*** Records to use ***

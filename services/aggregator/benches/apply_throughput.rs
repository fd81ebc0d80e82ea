use aggregator::resolver::DeltaResolver;
use aggregator::store::{AggregateStore, InMemoryAggregateStore};
use chrono::{TimeZone, Utc};
use criterion::{criterion_group, criterion_main, BatchSize, BenchmarkId, Criterion, Throughput};
use rust_decimal::Decimal;
use types::aggregate::{AggregateDelta, BucketWidth};
use types::event::{ChangeEvent, Operation, SequenceToken, TransactionStatus};
use types::ids::{MerchantId, TransactionId};

// INSERT, UPDATE and DELETE of each transaction, spread over `merchants`.
fn build_events(n: usize, merchants: usize) -> Vec<ChangeEvent> {
    let base = Utc.with_ymd_and_hms(2024, 3, 1, 0, 0, 0).unwrap();
    let mut events = Vec::with_capacity(n);
    let mut offset = 0u64;
    for i in 0..n {
        let op = match i % 3 {
            0 => Operation::INSERT,
            1 => Operation::UPDATE,
            _ => Operation::DELETE,
        };
        offset += 1;
        events.push(ChangeEvent::new(
            TransactionId::new(format!("t{}", i / 3)),
            op,
            SequenceToken::new(1, offset),
            MerchantId::new(format!("m{}", (i / 3) % merchants)),
            Decimal::new(1_000 + (i as i64 % 500), 2),
            TransactionStatus::SUCCESS,
            base + chrono::Duration::minutes((i / 3) as i64 % 1_440),
        ));
    }
    events
}

fn resolve_all(events: &[ChangeEvent]) -> Vec<AggregateDelta> {
    let mut resolver = DeltaResolver::new(BucketWidth::HOUR, 100_000);
    events
        .iter()
        .flat_map(|e| resolver.resolve(e).deltas)
        .collect()
}

fn bench_resolve(c: &mut Criterion) {
    let mut group = c.benchmark_group("resolve");
    for &n in &[1_000usize, 10_000] {
        let events = build_events(n, 50);
        group.throughput(Throughput::Elements(n as u64));
        group.bench_with_input(BenchmarkId::from_parameter(n), &events, |b, events| {
            b.iter(|| criterion::black_box(resolve_all(events)))
        });
    }
    group.finish();
}

fn bench_apply_batch(c: &mut Criterion) {
    let mut group = c.benchmark_group("apply_batch");
    for &n in &[1_000usize, 10_000] {
        let deltas = resolve_all(&build_events(n, 50));
        group.throughput(Throughput::Elements(deltas.len() as u64));
        group.bench_with_input(BenchmarkId::new("fresh", n), &deltas, |b, deltas| {
            b.iter_batched(
                InMemoryAggregateStore::new,
                |store| criterion::black_box(store.apply_batch(deltas)),
                BatchSize::SmallInput,
            )
        });

        // Redelivery: every delta is gated out.
        let warm = InMemoryAggregateStore::new();
        let _ = warm.apply_batch(&deltas);
        group.bench_with_input(BenchmarkId::new("replay", n), &deltas, |b, deltas| {
            b.iter(|| criterion::black_box(warm.apply_batch(deltas)))
        });
    }
    group.finish();
}

criterion_group!(benches, bench_resolve, bench_apply_batch);
criterion_main!(benches);
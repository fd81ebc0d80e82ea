//! Engine metrics
//!
//! Lock-free counters shared by the consumption loop and every partition
//! worker, plus a bounded latency sample for batch application. `export()`
//! yields a sorted map suitable for Prometheus-style exposition.

use std::collections::BTreeMap;
use std::sync::atomic::{AtomicU64, Ordering};
use std::sync::Mutex;

pub struct EngineMetrics {
    // Intake
    pub events_received: AtomicU64,
    pub events_accepted: AtomicU64,
    pub events_rejected: AtomicU64,
    pub source_errors: AtomicU64,

    // Partition workers
    pub events_replayed: AtomicU64,
    pub events_dropped_halted: AtomicU64,
    pub reconciliation_gaps: AtomicU64,

    // Batches
    pub batches_committed: AtomicU64,
    pub batches_dead: AtomicU64,
    pub batch_retries: AtomicU64,
    pub deltas_applied: AtomicU64,
    pub deltas_skipped: AtomicU64,
    pub batch_apply_us: Mutex<LatencyTracker>,

    // Failures outside the store
    pub checkpoint_failures: AtomicU64,
    pub log_failures: AtomicU64,
}

impl EngineMetrics {
    pub fn new() -> Self {
        Self {
            events_received: AtomicU64::new(0),
            events_accepted: AtomicU64::new(0),
            events_rejected: AtomicU64::new(0),
            source_errors: AtomicU64::new(0),
            events_replayed: AtomicU64::new(0),
            events_dropped_halted: AtomicU64::new(0),
            reconciliation_gaps: AtomicU64::new(0),
            batches_committed: AtomicU64::new(0),
            batches_dead: AtomicU64::new(0),
            batch_retries: AtomicU64::new(0),
            deltas_applied: AtomicU64::new(0),
            deltas_skipped: AtomicU64::new(0),
            batch_apply_us: Mutex::new(LatencyTracker::new(1000)),
            checkpoint_failures: AtomicU64::new(0),
            log_failures: AtomicU64::new(0),
        }
    }

    pub fn incr(counter: &AtomicU64) {
        counter.fetch_add(1, Ordering::Relaxed);
    }

    /// Record one committed batch.
    pub fn record_commit(&self, applied: u64, skipped: u64, apply_us: u64) {
        self.batches_committed.fetch_add(1, Ordering::Relaxed);
        self.deltas_applied.fetch_add(applied, Ordering::Relaxed);
        self.deltas_skipped.fetch_add(skipped, Ordering::Relaxed);
        if let Ok(mut tracker) = self.batch_apply_us.lock() {
            tracker.record(apply_us);
        }
    }

    pub fn get(counter: &AtomicU64) -> u64 {
        counter.load(Ordering::Relaxed)
    }

    pub fn export(&self) -> BTreeMap<String, u64> {
        let counters: [(&str, &AtomicU64); 14] = [
            ("events_received", &self.events_received),
            ("events_accepted", &self.events_accepted),
            ("events_rejected", &self.events_rejected),
            ("source_errors", &self.source_errors),
            ("events_replayed", &self.events_replayed),
            ("events_dropped_halted", &self.events_dropped_halted),
            ("reconciliation_gaps", &self.reconciliation_gaps),
            ("batches_committed", &self.batches_committed),
            ("batches_dead", &self.batches_dead),
            ("batch_retries", &self.batch_retries),
            ("deltas_applied", &self.deltas_applied),
            ("deltas_skipped", &self.deltas_skipped),
            ("checkpoint_failures", &self.checkpoint_failures),
            ("log_failures", &self.log_failures),
        ];
        let mut m: BTreeMap<String, u64> = counters
            .iter()
            .map(|(name, counter)| (name.to_string(), counter.load(Ordering::Relaxed)))
            .collect();
        if let Ok(tracker) = self.batch_apply_us.lock() {
            m.insert("batch_apply_samples".to_string(), tracker.len() as u64);
            for p in [50, 99] {
                if let Some(v) = tracker.percentile(p) {
                    m.insert(format!("batch_apply_us_p{}", p), v);
                }
            }
        }
        m
    }
}

impl Default for EngineMetrics {
    fn default() -> Self {
        Self::new()
    }
}

/// Bounded window of latency samples.
pub struct LatencyTracker {
    samples: Vec<u64>,
    max_samples: usize,
}

impl LatencyTracker {
    pub fn new(max_samples: usize) -> Self {
        Self {
            samples: Vec::with_capacity(max_samples),
            max_samples,
        }
    }

    pub fn record(&mut self, value: u64) {
        if self.samples.len() >= self.max_samples {
            self.samples.remove(0);
        }
        self.samples.push(value);
    }

    /// Percentile (0-100) of the current window.
    pub fn percentile(&self, p: usize) -> Option<u64> {
        if self.samples.is_empty() {
            return None;
        }
        let mut sorted = self.samples.clone();
        sorted.sort_unstable();
        let idx = (p as f64 / 100.0 * (sorted.len() - 1) as f64) as usize;
        Some(sorted[idx.min(sorted.len() - 1)])
    }

    pub fn len(&self) -> usize {
        self.samples.len()
    }

    pub fn is_empty(&self) -> bool {
        self.samples.is_empty()
    }
}

#[cfg(test)]
mod tests {
    use super::*;

    #[test]
    fn test_counters_export() {
        let metrics = EngineMetrics::new();
        EngineMetrics::incr(&metrics.events_received);
        EngineMetrics::incr(&metrics.events_received);
        EngineMetrics::incr(&metrics.events_rejected);
        metrics.record_commit(5, 2, 120);

        let m = metrics.export();
        assert_eq!(m["events_received"], 2);
        assert_eq!(m["events_rejected"], 1);
        assert_eq!(m["batches_committed"], 1);
        assert_eq!(m["deltas_applied"], 5);
        assert_eq!(m["deltas_skipped"], 2);
        assert_eq!(m["batch_apply_samples"], 1);
        assert_eq!(m["batch_apply_us_p99"], 120);
    }

    #[test]
    fn test_latency_tracker_window() {
        let mut tracker = LatencyTracker::new(3);
        assert_eq!(tracker.percentile(50), None);
        for v in [10, 20, 30, 40] {
            tracker.record(v);
        }
        assert_eq!(tracker.len(), 3);
        assert_eq!(tracker.percentile(0), Some(20));
        assert_eq!(tracker.percentile(100), Some(40));
    }
}
// Chunk: docs/chunks/fold_merging - Collapse folded regions into one rendered line

//! Fold ranges and the forward-only cursor used while scanning.
//!
//! A fold collapses a span of the buffer into a single rendered line. The
//! host hands us disjoint `[start, end)` ranges; overlapping ranges are a
//! caller error and are not validated.

use std::ops::Range;

/// A collapsed region of the buffer, `[start, end)` in text offsets.
#[derive(Debug, Clone, Copy, PartialEq, Eq, Default)]
pub struct FoldRange {
    pub start: usize,
    pub end: usize,
}

impl FoldRange {
    pub fn new(start: usize, end: usize) -> Self {
        Self { start, end }
    }

    /// Returns true if the range covers no offsets (including inverted ranges).
    pub fn is_empty(&self) -> bool {
        self.start >= self.end
    }

    /// Returns true if `offset` lies strictly between `start` and `end`.
    ///
    /// A line beginning at such an offset is hidden inside the fold.
    pub fn hides(&self, offset: usize) -> bool {
        self.start < offset && offset < self.end
    }
}

impl From<Range<usize>> for FoldRange {
    fn from(range: Range<usize>) -> Self {
        Self::new(range.start, range.end)
    }
}

/// Walks a sorted copy of the folds alongside a monotonically increasing offset.
///
/// Each query is amortized O(1) because the cursor never moves backwards.
pub(crate) struct FoldCursor {
    folds: Vec<FoldRange>,
    next: usize,
}

impl FoldCursor {
    pub(crate) fn new(folds: &[FoldRange]) -> Self {
        let mut folds: Vec<FoldRange> = folds.iter().copied().filter(|f| !f.is_empty()).collect();
        folds.sort_unstable_by_key(|f| f.start);
        Self { folds, next: 0 }
    }

    /// Returns true if a line starting at `offset` is absorbed by a fold.
    ///
    /// `offset` must not decrease between calls.
    pub(crate) fn hides(&mut self, offset: usize) -> bool {
        while let Some(fold) = self.folds.get(self.next) {
            if fold.end <= offset {
                self.next += 1;
            } else {
                return fold.hides(offset);
            }
        }
        false
    }
}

*** End of Records to use ***

> [What to produce] Look over the records above and filter for each line with the word "into".

> [Exercise result]
// Chunk: docs/chunks/fold_merging - Collapse folded regions into one rendered line
//! A fold collapses a span of the buffer into a single rendered line. The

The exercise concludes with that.